Not that I didn’t want to train, and to be totally honest I probably could’ve fit it in but I would’ve hated every second of it and been totally wiped out, which defeats the purpose of the Lifestyle.
Andrea was out of town for 4 days so it was just me and the kids, which meant a lot less productive time and a lot more kid time and that was totally awesome. Getting to spend so much time with them and them alone is very cool. They’re only this age once and I don’t want to look back and say “I should’ve spent more time with them before they started school.”
But that meant I had to make a choice – workouts or being productive after they went to bed. I chose productivity.
I’m back at it now and it feels awesome. I think taking that forced break from regular 10-minute workouts did me well. It allowed my knee to fully heal (I also had to cut out some client sessions which meant I did less work there too), allowed my nervous system to rest up and I’m fully getting rid of caffeine and I’m just coming out of that fog (and over the weekend it was horrible).
I’ve been doing a little experimenting with my personal workouts.
Well, I don’t know how much of an experiment it is in the sense of blowing things up and putting them back together, so I guess “tweaking” them would be a better word to use.
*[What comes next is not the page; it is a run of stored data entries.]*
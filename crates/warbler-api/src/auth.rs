use std::sync::Arc;

use axum::{
    Extension, Form,
    extract::State,
    response::Response,
};
use axum_extra::extract::cookie::CookieJar;
use tracing::{error, info, warn};

use warbler_db::{Database, is_constraint_violation};
use warbler_types::api::{FormView, LoginForm, UserAddForm};

use crate::error::ApiError;
use crate::forms::{Validate, optional};
use crate::session::{Session, SessionConfig};
use crate::views::{redirect, render};

pub type AppState = Arc<AppStateInner>;

pub struct AppStateInner {
    pub db: Database,
    pub session: SessionConfig,
}

/// Run blocking database work off the async runtime.
pub(crate) async fn run_db<F, T>(state: &AppState, f: F) -> Result<T, ApiError>
where
    F: FnOnce(&Database) -> Result<T, ApiError> + Send + 'static,
    T: Send + 'static,
{
    let state = state.clone();
    tokio::task::spawn_blocking(move || f(&state.db))
        .await
        .map_err(|e| {
            error!("spawn_blocking join error: {}", e);
            ApiError::Internal(e.into())
        })?
}

pub async fn signup_form(
    State(state): State<AppState>,
    Extension(session): Extension<Session>,
    jar: CookieJar,
) -> Result<Response, ApiError> {
    let view = FormView {
        form: "signup",
        fields: &["username", "email", "password", "image_url"],
    };
    render(&state, session, jar, view)
}

/// Create the account and log it in.
pub async fn signup(
    State(state): State<AppState>,
    Extension(mut session): Extension<Session>,
    jar: CookieJar,
    Form(form): Form<UserAddForm>,
) -> Result<Response, ApiError> {
    form.validate()?;

    let username = form.username.trim().to_string();
    let email = form.email.trim().to_string();
    let image_url = optional(&form.image_url);

    let user = run_db(&state, move |db| {
        db.signup(&username, &email, &form.password, image_url.as_deref())
            .map_err(|e| {
                if is_constraint_violation(&e) {
                    warn!("Signup rejected, username or email taken: {}", username);
                    ApiError::Conflict("Username or email already taken")
                } else {
                    ApiError::Internal(e)
                }
            })
    })
    .await?;

    info!("New user {} (id={})", user.username, user.id);

    session.login(user.id);
    redirect(&state, session, jar, "/")
}

pub async fn login_form(
    State(state): State<AppState>,
    Extension(session): Extension<Session>,
    jar: CookieJar,
) -> Result<Response, ApiError> {
    let view = FormView {
        form: "login",
        fields: &["username", "password"],
    };
    render(&state, session, jar, view)
}

pub async fn login(
    State(state): State<AppState>,
    Extension(mut session): Extension<Session>,
    jar: CookieJar,
    Form(form): Form<LoginForm>,
) -> Result<Response, ApiError> {
    form.validate()?;

    // Signup stores the trimmed name.
    let username = form.username.trim().to_string();
    let lookup = username.clone();
    let user = run_db(&state, move |db| Ok(db.authenticate(&lookup, &form.password)?))
        .await?
        .ok_or_else(|| {
            warn!("Failed login for {}", username);
            ApiError::InvalidCredentials
        })?;

    info!("User {} logged in", user.username);

    session.login(user.id);
    session.flash("success", format!("Hello, {}!", user.username));
    redirect(&state, session, jar, "/")
}

pub async fn logout(
    State(state): State<AppState>,
    Extension(mut session): Extension<Session>,
    jar: CookieJar,
) -> Result<Response, ApiError> {
    session.logout();
    session.flash("success", "You have successfully logged out. See you later!");
    redirect(&state, session, jar, "/")
}
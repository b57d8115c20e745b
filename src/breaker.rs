//! Per-provider circuit breakers gating availability.
//!
//! One registry is shared by the reactive path (request outcomes reported
//! by the orchestrator) and the proactive path (the health prober tripping
//! breakers for services it classifies as unhealthy), so both mechanisms
//! agree on a single availability verdict per provider.

use std::collections::HashMap;
use std::sync::Mutex;
use std::time::{Duration, Instant};

use log::{debug, info, warn};

use crate::constants::{
    DEFAULT_BREAKER_TIMEOUT_SECS, DEFAULT_FAILURE_THRESHOLD, DEFAULT_HALF_OPEN_MAX_CALLS,
};

/// Circuit breaker states
#[derive(Debug, Clone, Copy, PartialEq, Eq)]
pub enum BreakerState {
    /// Requests flow normally
    Closed,
    /// Requests are rejected until the timeout elapses
    Open,
    /// A limited number of probing requests are allowed through
    HalfOpen,
}

impl std::fmt::Display for BreakerState {
    fn fmt(&self, f: &mut std::fmt::Formatter<'_>) -> std::fmt::Result {
        match self {
            BreakerState::Closed => write!(f, "closed"),
            BreakerState::Open => write!(f, "open"),
            BreakerState::HalfOpen => write!(f, "half-open"),
        }
    }
}

/// Tunable parameters shared by every breaker in a registry.
#[derive(Debug, Clone)]
pub struct BreakerConfig {
    /// Consecutive failures before the circuit opens
    pub failure_threshold: u32,
    /// How long an open circuit waits before allowing a probing call
    pub timeout: Duration,
    /// Calls admitted while half-open before further calls are rejected
    pub half_open_max_calls: u32,
}

impl Default for BreakerConfig {
    fn default() -> Self {
        Self {
            failure_threshold: DEFAULT_FAILURE_THRESHOLD,
            timeout: Duration::from_secs(DEFAULT_BREAKER_TIMEOUT_SECS),
            half_open_max_calls: DEFAULT_HALF_OPEN_MAX_CALLS,
        }
    }
}

/// Read-only view of one provider's breaker, for reporting.
#[derive(Debug, Clone)]
pub struct BreakerSnapshot {
    pub provider: String,
    pub state: BreakerState,
    pub failures: u32,
    pub last_failure: Option<Instant>,
}

struct Breaker {
    state: BreakerState,
    failures: u32,
    last_failure: Option<Instant>,
    half_open_calls: u32,
}

impl Breaker {
    fn new() -> Self {
        // A provider that has never attempted a request is closed with
        // zero failures.
        Self {
            state: BreakerState::Closed,
            failures: 0,
            last_failure: None,
            half_open_calls: 0,
        }
    }
}

/// Registry of per-provider circuit breakers.
///
/// All three operations lock a single map for a short, await-free critical
/// section; per-provider updates are therefore serialized and never lost
/// under concurrent success/failure reporting.
pub struct BreakerRegistry {
    config: BreakerConfig,
    breakers: Mutex<HashMap<String, Breaker>>,
}

impl BreakerRegistry {
    pub fn new(config: BreakerConfig) -> Self {
        Self {
            config,
            breakers: Mutex::new(HashMap::new()),
        }
    }

    pub fn config(&self) -> &BreakerConfig {
        &self.config
    }

    /// Whether the provider may be attempted right now.
    ///
    /// An open circuit transitions to half-open lazily here once the
    /// timeout has elapsed since the last failure; that query itself
    /// consumes one of the half-open call permits.
    pub fn is_available(&self, provider: &str) -> bool {
        let mut breakers = self.breakers.lock().unwrap();
        let breaker = breakers
            .entry(provider.to_string())
            .or_insert_with(Breaker::new);

        match breaker.state {
            BreakerState::Closed => true,
            BreakerState::Open => {
                let elapsed_timeout = breaker
                    .last_failure
                    .map(|t| t.elapsed() >= self.config.timeout)
                    .unwrap_or(true);
                if elapsed_timeout {
                    info!("Circuit for '{}' transitioning open -> half-open", provider);
                    breaker.state = BreakerState::HalfOpen;
                    breaker.half_open_calls = 1;
                    true
                } else {
                    false
                }
            }
            BreakerState::HalfOpen => {
                if breaker.half_open_calls < self.config.half_open_max_calls {
                    breaker.half_open_calls += 1;
                    true
                } else {
                    debug!(
                        "Circuit for '{}' is half-open and out of probe permits",
                        provider
                    );
                    false
                }
            }
        }
    }

    /// Record a successful call. Closes the circuit and clears the
    /// consecutive-failure counter.
    pub fn record_success(&self, provider: &str) {
        let mut breakers = self.breakers.lock().unwrap();
        let breaker = breakers
            .entry(provider.to_string())
            .or_insert_with(Breaker::new);

        if breaker.state != BreakerState::Closed {
            info!("Circuit for '{}' closing after success", provider);
        }
        breaker.state = BreakerState::Closed;
        breaker.failures = 0;
        breaker.half_open_calls = 0;
    }

    /// Record a failed call. Opens the circuit on the threshold-th
    /// consecutive failure, and immediately on any half-open failure.
    pub fn record_failure(&self, provider: &str) {
        let mut breakers = self.breakers.lock().unwrap();
        let breaker = breakers
            .entry(provider.to_string())
            .or_insert_with(Breaker::new);

        breaker.failures += 1;
        breaker.last_failure = Some(Instant::now());

        match breaker.state {
            BreakerState::Closed => {
                if breaker.failures >= self.config.failure_threshold {
                    warn!(
                        "Circuit for '{}' opening after {} consecutive failures",
                        provider, breaker.failures
                    );
                    breaker.state = BreakerState::Open;
                }
            }
            BreakerState::HalfOpen => {
                warn!("Circuit for '{}' failed while half-open, reopening", provider);
                breaker.state = BreakerState::Open;
                breaker.half_open_calls = 0;
            }
            BreakerState::Open => {}
        }
    }

    /// Force a provider's circuit open, as if the failure threshold had
    /// just been reached. Used by the health prober when a service turns
    /// unhealthy out-of-band.
    pub fn trip(&self, provider: &str) {
        let mut breakers = self.breakers.lock().unwrap();
        let breaker = breakers
            .entry(provider.to_string())
            .or_insert_with(Breaker::new);

        if breaker.state != BreakerState::Open {
            warn!("Circuit for '{}' tripped open", provider);
        }
        breaker.state = BreakerState::Open;
        breaker.failures = breaker.failures.max(self.config.failure_threshold);
        breaker.last_failure = Some(Instant::now());
        breaker.half_open_calls = 0;
    }

    /// Current state of one provider's breaker without consuming a
    /// half-open permit.
    pub fn state(&self, provider: &str) -> BreakerState {
        let breakers = self.breakers.lock().unwrap();
        breakers
            .get(provider)
            .map(|b| b.state)
            .unwrap_or(BreakerState::Closed)
    }

    /// Consecutive-failure count for one provider.
    pub fn failures(&self, provider: &str) -> u32 {
        let breakers = self.breakers.lock().unwrap();
        breakers.get(provider).map(|b| b.failures).unwrap_or(0)
    }

    /// Snapshot of every tracked breaker.
    pub fn snapshot(&self) -> Vec<BreakerSnapshot> {
        let breakers = self.breakers.lock().unwrap();
        breakers
            .iter()
            .map(|(provider, b)| BreakerSnapshot {
                provider: provider.clone(),
                state: b.state,
                failures: b.failures,
                last_failure: b.last_failure,
            })
            .collect()
    }
}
Yes, they’re still quick and focus on my basic Workout Philosophies, but I’m using fewer exercises per circuit, while increasing the demand of those exercises.
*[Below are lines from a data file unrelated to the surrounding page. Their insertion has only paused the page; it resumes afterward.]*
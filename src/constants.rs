// General
pub const DEFAULT_MAX_TOKENS: u32 = 1024;
pub const DEFAULT_ATTEMPT_TIMEOUT_SECS: u64 = 30;

// Token estimation heuristic (characters per token, not a real tokenizer)
pub const ESTIMATED_CHARS_PER_TOKEN: u64 = 4;

// Circuit breaker
pub const DEFAULT_FAILURE_THRESHOLD: u32 = 5;
pub const DEFAULT_BREAKER_TIMEOUT_SECS: u64 = 60;
pub const DEFAULT_HALF_OPEN_MAX_CALLS: u32 = 3;

// Health probing
pub const DEFAULT_MAX_RESPONSE_TIME_MS: u64 = 5_000;
pub const DEFAULT_MAX_ERROR_RATE: f64 = 0.10;
pub const DEFAULT_MIN_UPTIME: f64 = 0.95;

// Cost tracking
pub const COST_RETENTION_DAYS: u64 = 30;
pub const DEFAULT_DAILY_BUDGET: f64 = 10.0;
pub const BUDGET_WARNING_RATIO: f64 = 0.75;
pub const BUDGET_CRITICAL_RATIO: f64 = 0.90;

// Optimization heuristics
pub const EXPENSIVE_OPERATION_AVG_COST: f64 = 0.10;
pub const CACHING_CANDIDATE_MIN_CALLS: u64 = 100;
pub const CACHING_CANDIDATE_MAX_AVG_COST: f64 = 0.01;
pub const BUDGET_PRESSURE_RATIO: f64 = 0.80;
use crate::errors::RelayResult;
use crate::providers::types::{ProviderRequest, ProviderResponse, HealthReport};

use async_trait::async_trait;

/// Uniform capability implemented by every provider adapter.
///
/// One instance exists per configured provider. The orchestrator never
/// looks behind this trait: wire formats, authentication and transport
/// are the adapter's concern.
#[async_trait]
pub trait ProviderClient {
    /// Generate a completion for the given request.
    async fn generate(&self, request: &ProviderRequest) -> RelayResult<ProviderResponse>;

    /// Out-of-band liveness probe, independent of request traffic.
    async fn health_check(&self) -> RelayResult<HealthReport>;

    /// Stable provider identifier (e.g. "openai", "anthropic").
    fn id(&self) -> &str;

    /// Display model identifier this adapter is configured for.
    fn model(&self) -> &str;
}

/// Gate deciding whether a provider integration is switched on at all.
///
/// This is the seam to the surrounding application's configuration
/// manager: providers the gate rejects are dropped at build time and
/// never instantiated into the candidate pool.
pub trait IntegrationGate: Send + Sync {
    fn is_integration_enabled(&self, provider: &str) -> bool;
}

/// Default gate that admits every provider.
#[derive(Debug, Default)]
pub struct AllowAllIntegrations;

impl IntegrationGate for AllowAllIntegrations {
    fn is_integration_enabled(&self, _provider: &str) -> bool {
        true
    }
}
If that makes absolutely no damn sense, take today’s workout as an example and I’ll do some splaining at the end.
7-Minute Circuit #1:
1A) Dips – 12 reps
1B) Feet Elevated Inverted Row – 12 reps
1C) 1-Arm Overhead Squat (used a KB) – 10 reps each arm
After doing those 3 exercises as many rounds possible in 7 minutes, I took a 60 second break and moved on to…
7-Minute Circuit #2:
2A) Jungle Gym XT Dips – 6 reps
2B) DB Row – 8 reps
2C) KB Swing – 20 reps
After doing that for 7 minutes, I took ZERO rest and moved on to two sets of 15 reps for a couple arms exercises, and then did a couple Power Wheel exercises for about 3 minutes.
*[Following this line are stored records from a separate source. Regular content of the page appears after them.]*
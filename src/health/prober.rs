use std::collections::HashMap;
use std::sync::atomic::{AtomicBool, AtomicU64, Ordering};
use std::sync::{Arc, Mutex};
use std::time::{Duration, Instant, SystemTime};

use futures::future::join_all;
use log::{debug, info};
use tokio::sync::{broadcast, watch};
use tokio::time::MissedTickBehavior;

use crate::breaker::BreakerRegistry;
use crate::constants::{
    DEFAULT_MAX_ERROR_RATE, DEFAULT_MAX_RESPONSE_TIME_MS, DEFAULT_MIN_UPTIME,
};
use crate::errors::{RelayError, RelayResult};
use crate::metrics::MetricsRegistry;
use crate::providers::{HealthState, ProviderClient};

/// Classification thresholds applied to every probe of one service.
#[derive(Debug, Clone)]
pub struct HealthThresholds {
    pub max_response_time: Duration,
    pub max_error_rate: f64,
    pub min_uptime: f64,
}

impl Default for HealthThresholds {
    fn default() -> Self {
        Self {
            max_response_time: Duration::from_millis(DEFAULT_MAX_RESPONSE_TIME_MS),
            max_error_rate: DEFAULT_MAX_ERROR_RATE,
            min_uptime: DEFAULT_MIN_UPTIME,
        }
    }
}

/// Latest health verdict for one registered service.
#[derive(Debug, Clone)]
pub struct ServiceHealth {
    pub service: String,
    pub status: HealthState,
    pub response_time: Duration,
    pub error_rate: f64,
    /// Fraction of probes that succeeded since registration.
    pub uptime: f64,
    pub last_check: Option<SystemTime>,
    pub details: Option<String>,
}

/// Observability events published by the prober.
#[derive(Debug, Clone)]
pub enum HealthEvent {
    StatusChanged {
        service: String,
        from: HealthState,
        to: HealthState,
    },
    ProbeCompleted {
        service: String,
        status: HealthState,
        response_time: Duration,
    },
}

struct ServiceEntry {
    client: Arc<dyn ProviderClient + Send + Sync>,
    thresholds: HealthThresholds,
    health: Mutex<ServiceHealth>,
    in_flight: AtomicBool,
    probes_total: AtomicU64,
    probes_failed: AtomicU64,
}

/// Periodic health prober over registered provider clients.
pub struct HealthProber {
    services: Mutex<HashMap<String, Arc<ServiceEntry>>>,
    events: broadcast::Sender<HealthEvent>,
    metrics: Arc<MetricsRegistry>,
    breakers: Option<Arc<BreakerRegistry>>,
    shutdown_tx: watch::Sender<bool>,
    shutdown_rx: watch::Receiver<bool>,
}

impl HealthProber {
    pub fn new(metrics: Arc<MetricsRegistry>) -> Self {
        let (shutdown_tx, shutdown_rx) = watch::channel(false);
        let (events, _) = broadcast::channel(64);
        Self {
            services: Mutex::new(HashMap::new()),
            events,
            metrics,
            breakers: None,
            shutdown_tx,
            shutdown_rx,
        }
    }

    /// Attach a breaker registry so unhealthy transitions trip the
    /// provider's circuit proactively.
    pub fn with_breakers(mut self, breakers: Arc<BreakerRegistry>) -> Self {
        self.breakers = Some(breakers);
        self
    }

    /// Register a service and spawn its periodic probe task.
    ///
    /// Must be called from within a tokio runtime. A tick is skipped when
    /// the previous probe for the same service has not completed.
    pub fn register(
        &self,
        name: impl Into<String>,
        client: Arc<dyn ProviderClient + Send + Sync>,
        thresholds: HealthThresholds,
        interval: Duration,
    ) {
        let name = name.into();
        let entry = Arc::new(ServiceEntry {
            client,
            thresholds,
            health: Mutex::new(ServiceHealth {
                service: name.clone(),
                status: HealthState::Healthy,
                response_time: Duration::ZERO,
                error_rate: 0.0,
                uptime: 1.0,
                last_check: None,
                details: None,
            }),
            in_flight: AtomicBool::new(false),
            probes_total: AtomicU64::new(0),
            probes_failed: AtomicU64::new(0),
        });

        {
            let mut services = self.services.lock().unwrap();
            services.insert(name.clone(), entry.clone());
        }

        let events = self.events.clone();
        let metrics = self.metrics.clone();
        let breakers = self.breakers.clone();
        let mut shutdown = self.shutdown_rx.clone();

        tokio::spawn(async move {
            let mut ticker = tokio::time::interval(interval);
            ticker.set_missed_tick_behavior(MissedTickBehavior::Skip);
            // The first tick completes immediately; consume it so the
            // first probe lands one interval after registration.
            ticker.tick().await;

            loop {
                tokio::select! {
                    _ = ticker.tick() => {
                        probe_service(&name, &entry, &events, &metrics, breakers.as_deref()).await;
                    }
                    changed = shutdown.changed() => {
                        if changed.is_err() || *shutdown.borrow() {
                            break;
                        }
                    }
                }
            }
            debug!("Health probe task for '{}' stopped", name);
        });
    }

    /// Probe one service on demand and return its fresh health. If a
    /// background probe is already in flight, the last known health is
    /// returned instead of starting a second concurrent probe.
    pub async fn check_health(&self, name: &str) -> RelayResult<ServiceHealth> {
        let entry = {
            let services = self.services.lock().unwrap();
            services.get(name).cloned()
        };
        match entry {
            Some(entry) => Ok(probe_service(
                name,
                &entry,
                &self.events,
                &self.metrics,
                self.breakers.as_deref(),
            )
            .await),
            None => Err(RelayError::Config(format!(
                "No service registered under '{}'",
                name
            ))),
        }
    }

    /// Probe every registered service concurrently.
    pub async fn check_all(&self) -> Vec<ServiceHealth> {
        let entries: Vec<(String, Arc<ServiceEntry>)> = {
            let services = self.services.lock().unwrap();
            services
                .iter()
                .map(|(name, entry)| (name.clone(), entry.clone()))
                .collect()
        };

        let probes = entries.iter().map(|(name, entry)| {
            probe_service(
                name,
                entry,
                &self.events,
                &self.metrics,
                self.breakers.as_deref(),
            )
        });
        join_all(probes).await
    }

    /// Last known health for one service without probing.
    pub fn current(&self, name: &str) -> Option<ServiceHealth> {
        let services = self.services.lock().unwrap();
        services.get(name).map(|e| e.health.lock().unwrap().clone())
    }

    /// Last known health for every service, sorted by name.
    pub fn snapshot(&self) -> Vec<ServiceHealth> {
        let services = self.services.lock().unwrap();
        let mut all: Vec<ServiceHealth> = services
            .values()
            .map(|e| e.health.lock().unwrap().clone())
            .collect();
        all.sort_by(|a, b| a.service.cmp(&b.service));
        all
    }

    /// Worst-of aggregation: unhealthy if any service is unhealthy, else
    /// degraded if any is degraded, else healthy.
    pub fn system_health(&self) -> HealthState {
        let services = self.services.lock().unwrap();
        let mut overall = HealthState::Healthy;
        for entry in services.values() {
            match entry.health.lock().unwrap().status {
                HealthState::Unhealthy => return HealthState::Unhealthy,
                HealthState::Degraded => overall = HealthState::Degraded,
                HealthState::Healthy => {}
            }
        }
        overall
    }

    /// Subscribe to status-change and probe events.
    pub fn subscribe(&self) -> broadcast::Receiver<HealthEvent> {
        self.events.subscribe()
    }

    /// Stop every probe task. Idempotent; probing cannot be restarted on
    /// a stopped prober.
    pub fn stop(&self) {
        let _ = self.shutdown_tx.send(true);
    }
}

impl Drop for HealthProber {
    fn drop(&mut self) {
        self.stop();
    }
}

/// Releases the `in_flight` flag when a probe finishes or its future is
/// dropped mid-flight, so a cancelled probe cannot wedge the service.
struct InFlightPermit<'a>(&'a AtomicBool);

impl Drop for InFlightPermit<'_> {
    fn drop(&mut self) {
        self.0.store(false, Ordering::SeqCst);
    }
}

async fn probe_service(
    name: &str,
    entry: &Arc<ServiceEntry>,
    events: &broadcast::Sender<HealthEvent>,
    metrics: &MetricsRegistry,
    breakers: Option<&BreakerRegistry>,
) -> ServiceHealth {
    if entry.in_flight.swap(true, Ordering::SeqCst) {
        // Previous probe still running; report what we already know.
        return entry.health.lock().unwrap().clone();
    }
    let _permit = InFlightPermit(&entry.in_flight);

    let started = Instant::now();
    // Hard cap at twice the response-time threshold: between one and two
    // thresholds the service is slow but alive, beyond that the probe is
    // treated as failed.
    let probe_cap = entry.thresholds.max_response_time * 2;
    let outcome = tokio::time::timeout(probe_cap, entry.client.health_check()).await;
    let elapsed = started.elapsed();

    entry.probes_total.fetch_add(1, Ordering::SeqCst);
    let error_rate = metrics
        .snapshot(name)
        .map(|m| m.error_rate)
        .unwrap_or(0.0);

    let (status, details) = match &outcome {
        Err(_) => {
            entry.probes_failed.fetch_add(1, Ordering::SeqCst);
            (
                HealthState::Unhealthy,
                Some(format!("health check timed out after {:?}", probe_cap)),
            )
        }
        Ok(Err(e)) => {
            entry.probes_failed.fetch_add(1, Ordering::SeqCst);
            (HealthState::Unhealthy, Some(e.to_string()))
        }
        Ok(Ok(report)) => {
            let total = entry.probes_total.load(Ordering::SeqCst);
            let failed = entry.probes_failed.load(Ordering::SeqCst);
            let uptime = 1.0 - failed as f64 / total as f64;

            let status = if report.status == HealthState::Unhealthy {
                HealthState::Unhealthy
            } else if elapsed > entry.thresholds.max_response_time
                || error_rate > entry.thresholds.max_error_rate
                || uptime < entry.thresholds.min_uptime
                || report.status == HealthState::Degraded
            {
                HealthState::Degraded
            } else {
                HealthState::Healthy
            };
            (status, report.details.clone())
        }
    };

    let total = entry.probes_total.load(Ordering::SeqCst);
    let failed = entry.probes_failed.load(Ordering::SeqCst);
    let new_health = ServiceHealth {
        service: name.to_string(),
        status,
        response_time: elapsed,
        error_rate,
        uptime: 1.0 - failed as f64 / total as f64,
        last_check: Some(SystemTime::now()),
        details,
    };

    let previous = {
        let mut health = entry.health.lock().unwrap();
        let previous = health.status;
        *health = new_health.clone();
        previous
    };

    if previous != status {
        info!("Service '{}' changed {} -> {}", name, previous, status);
        let _ = events.send(HealthEvent::StatusChanged {
            service: name.to_string(),
            from: previous,
            to: status,
        });
        if let Some(breakers) = breakers {
            match status {
                HealthState::Unhealthy => breakers.trip(name),
                HealthState::Healthy => breakers.record_success(name),
                HealthState::Degraded => {}
            }
        }
    }

    let _ = events.send(HealthEvent::ProbeCompleted {
        service: name.to_string(),
        status,
        response_time: elapsed,
    });

    new_health
}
All told the workout took just over 20 minutes, not including the warm-up.
If I were pressed for time, or needed a longer warm-up, I would have removed the arms exercises and Power Wheel stuff and just stuck with those 2 7-minute circuits (15 minutes of work).
A lot of the 10-minute workouts I’ve given you over the months and years have focused on 4 or 5 exercises that really work the entire body, without a specific point of “work” where it’s obvious with these two circuits I wanted to focus on my Dips and Pulling, and get as much done in a short period of time.
I’m not out to get crazy strong or crazy big. I’m just looking to work, and when this is combined with my afternoon 10 minute CTDS workout, it works like gang busters to strip the last bit of fat off (along with the diet of course!).
You could substitute those big exercises with Chin-ups and a difficult push-up variation, or Push Presses and a different style of Inverted Row, or a Squat and Dips, etc.
The point I’m using with this workout is that I’m picking a couple big exercises to focus on, while still keeping the overall workout time to a minimum. The big thing I always focus on is getting as much done in the least amount of time possible – Get in, get it done and get out. No screwing around and no long, drawn out workouts just to get “more done.”
Give that workout a try, or substitute those exercises with something similar and create a few workouts to rotate and give it a go for a few weeks and then tweak.